I must admit it’s a little awkward when a guest comes in the back door and I say, “Please come into my bathroom–I want to show you something!” I haven’t had anyone refuse me, although with all the media hype around bathrooms, that may happen yet.
The small window in that very private room is about 24 inches by 16 inches. As you look out the window, this is your view looking to the left:
To the far left you can see the white rhododendron “Unique” that blossoms near my birthday. Next are the shy lavender and salmon-colored azaleas, and then, on the right, the stately, dark red rhody “Jean Marie.” Branches of the cherry tree are in the background. Underneath the azaleas is a little native ground cover that moved in on its own some years back and decided to stay. It will have small white flowers and then die back during the summer.
Now take a second look out the window. This is your view looking to the right:
The striking “Jean Marie” rhody again claims the middle of the stage, and a calla lily is just to the right of her, holding the promise of more blossoms. To the right of the calla lily is a native fern just beginning to unfurl its new fronds, and then the rosemary bush, also blossoming. It got an expert trimming from a gardening friend earlier this spring. Below the rosemary are those lovely little lilies-of-the-valley. Behind the rosemary is a peony bush that has a couple dozen buds about to pop. You might see a hint of dark blue behind the fern. Those are the bachelor buttons, or cornflowers.
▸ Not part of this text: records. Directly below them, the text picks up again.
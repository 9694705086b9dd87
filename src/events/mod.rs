//! Lifecycle events and event handling.
//!
//! Events are emitted by the run engine and the scheduler so that run logs,
//! metrics or UIs can observe execution without being coupled to it.

use async_trait::async_trait;
use std::sync::Arc;
use std::time::{Duration, Instant};
use tokio::sync::RwLock;

use crate::core::types::{DeviceId, JobId, Runtime, ScheduleId, TaskId};

/// Lifecycle events emitted during scheduling and execution.
#[derive(Debug, Clone)]
pub enum Event {
    /// A job run has started.
    JobStarted {
        job_id: JobId,
        runtime: Runtime,
        parent_runtime: Option<Runtime>,
        timestamp: Instant,
    },

    /// A job run finished, successfully or not.
    JobCompleted {
        job_id: JobId,
        runtime: Runtime,
        parent_runtime: Option<Runtime>,
        success: bool,
        duration: Duration,
        timestamp: Instant,
    },

    /// A service finished on one device.
    DeviceCompleted {
        job_id: JobId,
        runtime: Runtime,
        parent_runtime: Option<Runtime>,
        device_id: DeviceId,
        success: bool,
        timestamp: Instant,
    },

    /// The scheduler dispatched a task.
    TaskFired {
        schedule_id: ScheduleId,
        task_id: TaskId,
        timestamp: Instant,
    },

    /// A fire was dropped because it was later than the misfire grace.
    TaskMisfired {
        schedule_id: ScheduleId,
        task_id: TaskId,
        late_by: Duration,
        timestamp: Instant,
    },

    /// A fire was dropped because the instance cap was reached.
    TaskSkipped {
        schedule_id: ScheduleId,
        task_id: TaskId,
        running: usize,
        timestamp: Instant,
    },
}

impl Event {
    /// Get the timestamp of the event.
    pub fn timestamp(&self) -> Instant {
        match self {
            Event::JobStarted { timestamp, .. }
            | Event::JobCompleted { timestamp, .. }
            | Event::DeviceCompleted { timestamp, .. }
            | Event::TaskFired { timestamp, .. }
            | Event::TaskMisfired { timestamp, .. }
            | Event::TaskSkipped { timestamp, .. } => *timestamp,
        }
    }

    /// The runtime this event belongs to, for run-scoped events.
    pub fn runtime(&self) -> Option<&Runtime> {
        match self {
            Event::JobStarted { runtime, .. }
            | Event::JobCompleted { runtime, .. }
            | Event::DeviceCompleted { runtime, .. } => Some(runtime),
            _ => None,
        }
    }

    /// Create a JobStarted event.
    pub fn job_started(job_id: JobId, runtime: Runtime, parent_runtime: Option<Runtime>) -> Self {
        Event::JobStarted {
            job_id,
            runtime,
            parent_runtime,
            timestamp: Instant::now(),
        }
    }

    /// Create a JobCompleted event.
    pub fn job_completed(
        job_id: JobId,
        runtime: Runtime,
        parent_runtime: Option<Runtime>,
        success: bool,
        duration: Duration,
    ) -> Self {
        Event::JobCompleted {
            job_id,
            runtime,
            parent_runtime,
            success,
            duration,
            timestamp: Instant::now(),
        }
    }

    /// Create a DeviceCompleted event.
    pub fn device_completed(
        job_id: JobId,
        runtime: Runtime,
        parent_runtime: Option<Runtime>,
        device_id: DeviceId,
        success: bool,
    ) -> Self {
        Event::DeviceCompleted {
            job_id,
            runtime,
            parent_runtime,
            device_id,
            success,
            timestamp: Instant::now(),
        }
    }

    /// Create a TaskFired event.
    pub fn task_fired(schedule_id: ScheduleId, task_id: TaskId) -> Self {
        Event::TaskFired {
            schedule_id,
            task_id,
            timestamp: Instant::now(),
        }
    }

    /// Create a TaskMisfired event.
    pub fn task_misfired(schedule_id: ScheduleId, task_id: TaskId, late_by: Duration) -> Self {
        Event::TaskMisfired {
            schedule_id,
            task_id,
            late_by,
            timestamp: Instant::now(),
        }
    }

    /// Create a TaskSkipped event.
    pub fn task_skipped(schedule_id: ScheduleId, task_id: TaskId, running: usize) -> Self {
        Event::TaskSkipped {
            schedule_id,
            task_id,
            running,
            timestamp: Instant::now(),
        }
    }
}

/// Handler for receiving lifecycle events.
#[async_trait]
pub trait EventHandler: Send + Sync {
    /// Handle an event.
    async fn handle(&self, event: &Event);
}

/// Event bus for distributing events to registered handlers.
pub struct EventBus {
    handlers: RwLock<Vec<Arc<dyn EventHandler>>>,
}

impl EventBus {
    /// Create a new event bus with no handlers.
    pub fn new() -> Self {
        Self {
            handlers: RwLock::new(Vec::new()),
        }
    }

    /// Register an event handler.
    pub async fn register(&self, handler: Arc<dyn EventHandler>) {
        let mut handlers = self.handlers.write().await;
        handlers.push(handler);
    }

    /// Emit an event to all registered handlers.
    pub async fn emit(&self, event: Event) {
        let handlers = self.handlers.read().await;
        for handler in handlers.iter() {
            handler.handle(&event).await;
        }
    }

    /// Get the number of registered handlers.
    pub async fn handler_count(&self) -> usize {
        self.handlers.read().await.len()
    }
}

impl Default for EventBus {
    fn default() -> Self {
        Self::new()
    }
}
#[cfg(test)]
mod tests {
    use super::*;
    use crate::core::workflow::EdgeSubtype;
    use crate::execution::{RunOutcome, RunRequest};
    use crate::testing::TestHarness;

    async fn run_branching(harness: &TestHarness) -> RunOutcome {
        harness.add_service("a", false);
        harness.add_service("b", false);
        harness.add_service("c", true);
        harness.add_workflow(
            "wf",
            &["a", "b", "c"],
            &[
                (EdgeSubtype::Success, "a", "b"),
                (EdgeSubtype::Failure, "a", "c"),
            ],
        );
        harness.driver().fail_device("r2");
        let outcome = harness
            .run("a", RunRequest::new().with_targets(["r1", "r2"]))
            .await
            .unwrap();
        assert!(!outcome.success);
        outcome
    }

    #[test]
    fn test_selector_parsing() {
        assert_eq!("global".parse::<DeviceSelector>().unwrap(), DeviceSelector::Global);
        assert_eq!("all failed".parse::<DeviceSelector>().unwrap(), DeviceSelector::AllFailed);
        assert_eq!(
            "r1".parse::<DeviceSelector>().unwrap(),
            DeviceSelector::Device("r1".into())
        );
        assert_eq!("all passed".parse::<JobSelector>().unwrap(), JobSelector::AllPassed);
        assert_eq!("backup".parse::<JobSelector>().unwrap(), JobSelector::Job("backup".into()));
        assert_eq!(DeviceSelector::AllFailed.to_string(), "all failed");
    }

    #[tokio::test]
    async fn test_service_device_selectors() {
        let harness = TestHarness::new().with_devices(["r1", "r2", "r3"]);
        let outcome = run_branching(&harness).await;
        let storage = harness.storage().as_ref();

        let source = |device| ResultSource::Service {
            service: "a".into(),
            runtime: outcome.runtime.clone(),
            device,
        };

        let failed = get_results(storage, &source(DeviceSelector::AllFailed))
            .await
            .unwrap()
            .unwrap();
        let failed = failed.as_object().unwrap();
        assert_eq!(failed.len(), 1);
        assert!(failed.contains_key("r2"));

        let passed = get_results(storage, &source(DeviceSelector::AllPassed))
            .await
            .unwrap()
            .unwrap();
        assert_eq!(passed.as_object().unwrap().len(), 1);

        let global = get_results(storage, &source(DeviceSelector::Global))
            .await
            .unwrap()
            .unwrap();
        assert_eq!(global["success"], false);

        let missing = get_results(storage, &source(DeviceSelector::Device("r3".into())))
            .await
            .unwrap();
        assert!(missing.is_none());
    }

    #[tokio::test]
    async fn test_run_and_device_sources() {
        let harness = TestHarness::new().with_devices(["r1", "r2"]);
        let outcome = run_branching(&harness).await;
        let storage = harness.storage().as_ref();

        let all = get_results(
            storage,
            &ResultSource::Run {
                runtime: outcome.runtime.clone(),
                device: DeviceSelector::All,
            },
        )
        .await
        .unwrap()
        .unwrap();
        assert_eq!(all.as_object().unwrap().len(), 2);

        let r1 = get_results(
            storage,
            &ResultSource::Device {
                device: "r1".into(),
                runtime: outcome.runtime.clone(),
            },
        )
        .await
        .unwrap()
        .unwrap();
        assert_eq!(r1["device"], "r1");
    }

    #[tokio::test]
    async fn test_workflow_job_selectors() {
        let harness = TestHarness::new().with_devices(["r1", "r2"]);
        harness.add_service("a", false);
        harness.add_service("b", true);
        harness.add_service("c", true);
        harness.add_workflow(
            "wf",
            &["a", "b", "c"],
            &[
                (EdgeSubtype::Success, "a", "b"),
                (EdgeSubtype::Failure, "a", "c"),
            ],
        );
        harness.driver().fail_device("r2");
        let outcome = harness
            .run("wf", RunRequest::new().with_targets(["r1", "r2"]))
            .await
            .unwrap();
        let storage = harness.storage().as_ref();

        let source = |job| ResultSource::Workflow {
            workflow: "wf".into(),
            runtime: outcome.runtime.clone(),
            device: DeviceSelector::Global,
            job,
        };

        let all = get_results(storage, &source(JobSelector::All)).await.unwrap().unwrap();
        let names: Vec<&String> = all.as_object().unwrap().keys().collect();
        assert_eq!(names, vec!["A", "C"]);

        let failed = get_results(storage, &source(JobSelector::AllFailed))
            .await
            .unwrap()
            .unwrap();
        assert_eq!(failed.as_object().unwrap().len(), 1);
        assert!(failed.get("A").is_some());

        let a_devices = get_results(
            storage,
            &ResultSource::Workflow {
                workflow: "wf".into(),
                runtime: outcome.runtime.clone(),
                device: DeviceSelector::AllFailed,
                job: JobSelector::Job("a".into()),
            },
        )
        .await
        .unwrap()
        .unwrap();
        assert_eq!(a_devices.as_object().unwrap().len(), 1);
        assert!(a_devices.get("r2").is_some());

        let jobs = get_job_list(storage, &outcome.runtime).await.unwrap();
        assert_eq!(jobs.len(), DEFAULT_JOB_CHOICES.len() + 2);
        assert_eq!(jobs[3], ("a".to_string(), "A".to_string()));

        let devices = get_device_list(storage, &outcome.runtime, Some(&"a".into()))
            .await
            .unwrap();
        assert_eq!(
            devices[DEFAULT_DEVICE_CHOICES.len()..].to_vec(),
            vec![
                ("r1".to_string(), "r1".to_string()),
                ("r2".to_string(), "r2".to_string())
            ]
        );
    }

    #[tokio::test]
    async fn test_runtimes_and_comparison() {
        let harness = TestHarness::new().with_devices(["r1"]);
        harness.add_service("show", false);

        let first = harness
            .run("show", RunRequest::new().with_targets(["r1"]))
            .await
            .unwrap();
        let second = harness
            .run("show", RunRequest::new().with_targets(["r1"]))
            .await
            .unwrap();
        let storage = harness.storage().as_ref();

        let runtimes = get_runtimes(storage, &RuntimeScope::Job("show".into()))
            .await
            .unwrap();
        assert_eq!(runtimes, vec![first.runtime.clone(), second.runtime.clone()]);
        let by_device = get_runtimes(storage, &RuntimeScope::Device("r1".into()))
            .await
            .unwrap();
        assert_eq!(by_device, runtimes);

        let source = |runtime: &Runtime| ResultSource::Device {
            device: "r1".into(),
            runtime: runtime.clone(),
        };
        let comparison = compare_results(storage, &source(&first.runtime), &source(&second.runtime))
            .await
            .unwrap();
        assert!(comparison.opcodes.iter().all(|op| op.tag == Tag::Equal));

        let missing = compare_results(
            storage,
            &source(&first.runtime),
            &source(&Runtime::new("1999-01-01 00:00:00.000000")),
        )
        .await;
        assert!(matches!(missing, Err(ResultsError::NotFound(_))));
    }
}
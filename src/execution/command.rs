//! Local command driver.
//!
//! [`CommandDriver`] runs a service's command template as a local process,
//! once per target device. The template is split on whitespace after
//! substitution and executed without a shell, so pipes and redirections are
//! not interpreted.
//!
//! ```ignore
//! # use netrun::core::job::Service;
//! let mut service = Service::new("command");
//! service.command = Some("ping -c 1 {ip_address}".into());
//! ```
//!
//! # Timeout Handling
//!
//! When a timeout is configured and the process does not finish in time, the
//! device result is a failure carrying [`DriverError::Timeout`]. The child
//! process is killed when the pending output future is dropped.
//!
//! # Output
//!
//! A successful call produces `{"command": <expanded>, "result": <stdout>}`.
//! A non-zero exit status is reported as [`DriverError::CommandFailed`] with
//! the captured stderr.

use async_trait::async_trait;
use serde_json::json;
use std::process::Stdio;
use std::time::Duration;
use tokio::process::Command;
use tokio::time::timeout;

use super::driver::{DeviceDriver, DriverError, DriverOutput, DriverRequest};

/// Driver that runs a local command per device.
#[derive(Debug, Clone, Default)]
pub struct CommandDriver {
    timeout: Option<Duration>,
}

impl CommandDriver {
    /// Create a driver with an optional per-call timeout.
    pub fn new(timeout: Option<Duration>) -> Self {
        Self { timeout }
    }

    /// Get the timeout duration.
    pub fn timeout(&self) -> Option<Duration> {
        self.timeout
    }
}

#[async_trait]
impl DeviceDriver for CommandDriver {
    fn name(&self) -> &str {
        "command"
    }

    async fn execute(&self, request: &DriverRequest) -> Result<DriverOutput, DriverError> {
        let template = request
            .command
            .as_deref()
            .ok_or_else(|| DriverError::MissingCommand(request.job_name.clone()))?;
        let command = request.substitute(template);
        let device = request.device.as_ref().map(|d| d.name.as_str());
        request
            .logger
            .info(device, &format!("Running UNIX command: {}", command));

        let mut parts = command.split_whitespace();
        let program = parts
            .next()
            .ok_or_else(|| DriverError::MissingCommand(request.job_name.clone()))?;

        let mut cmd = Command::new(program);
        cmd.args(parts);
        cmd.stdout(Stdio::piped());
        cmd.stderr(Stdio::piped());
        cmd.kill_on_drop(true);

        let output = match self.timeout {
            Some(duration) => timeout(duration, cmd.output())
                .await
                .map_err(|_| DriverError::Timeout(duration))?
                .map_err(|e| DriverError::ExecutionFailed(e.to_string()))?,
            None => cmd
                .output()
                .await
                .map_err(|e| DriverError::ExecutionFailed(e.to_string()))?,
        };

        let stdout = String::from_utf8_lossy(&output.stdout).to_string();
        if output.status.success() {
            Ok(DriverOutput::success(json!({
                "command": command,
                "result": stdout,
            })))
        } else {
            Err(DriverError::CommandFailed {
                code: output.status.code().unwrap_or(-1),
                stderr: String::from_utf8_lossy(&output.stderr).to_string(),
            })
        }
    }
}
Right behind the calla lily you can see a lush-looking plant. It is the most obnoxious plant I’ve ever met. I’ve written about it in a previous post (“The Curse of the Voodoo Lily”). A botany professor described its aromatic fragrance as “a mixture of cow dung, carrion, dead fish, manure and halitosis.” The voodoo lily isn’t blossoming yet, but when it does, visitors will no longer linger at my back door–or possibly even in the neighborhood.
I once went skinny-dipping with a friend in her big old claw-footed, sun-heated bathtub out in her back yard, with native woods all around us. If the UPS truck had come, we might have been in trouble, but her yard was so remote, that thought never occurred to us.
I swear you can find anything on the Internet. When I googled “Bathroom Gardening” today, the first bathroom that popped up was one that I could live in as a house. It had some gorgeous plants, including one good-sized tree. Another site, “Outdoor Bathrooms and Indoor Gardens” had photos of really lovely bathrooms–yes, outside. The only drawback to these tropical-type rooms was that I was pretty sure there was a snake curled up in the corner of almost every one.
I think my bathroom garden, the showpiece of my yard, tops them all. And the irony is that for all the hours I spend weeding in other areas around my yard, this bathroom area, for the most part, just takes care of itself.
Perhaps people who use public bathrooms can do the same thing?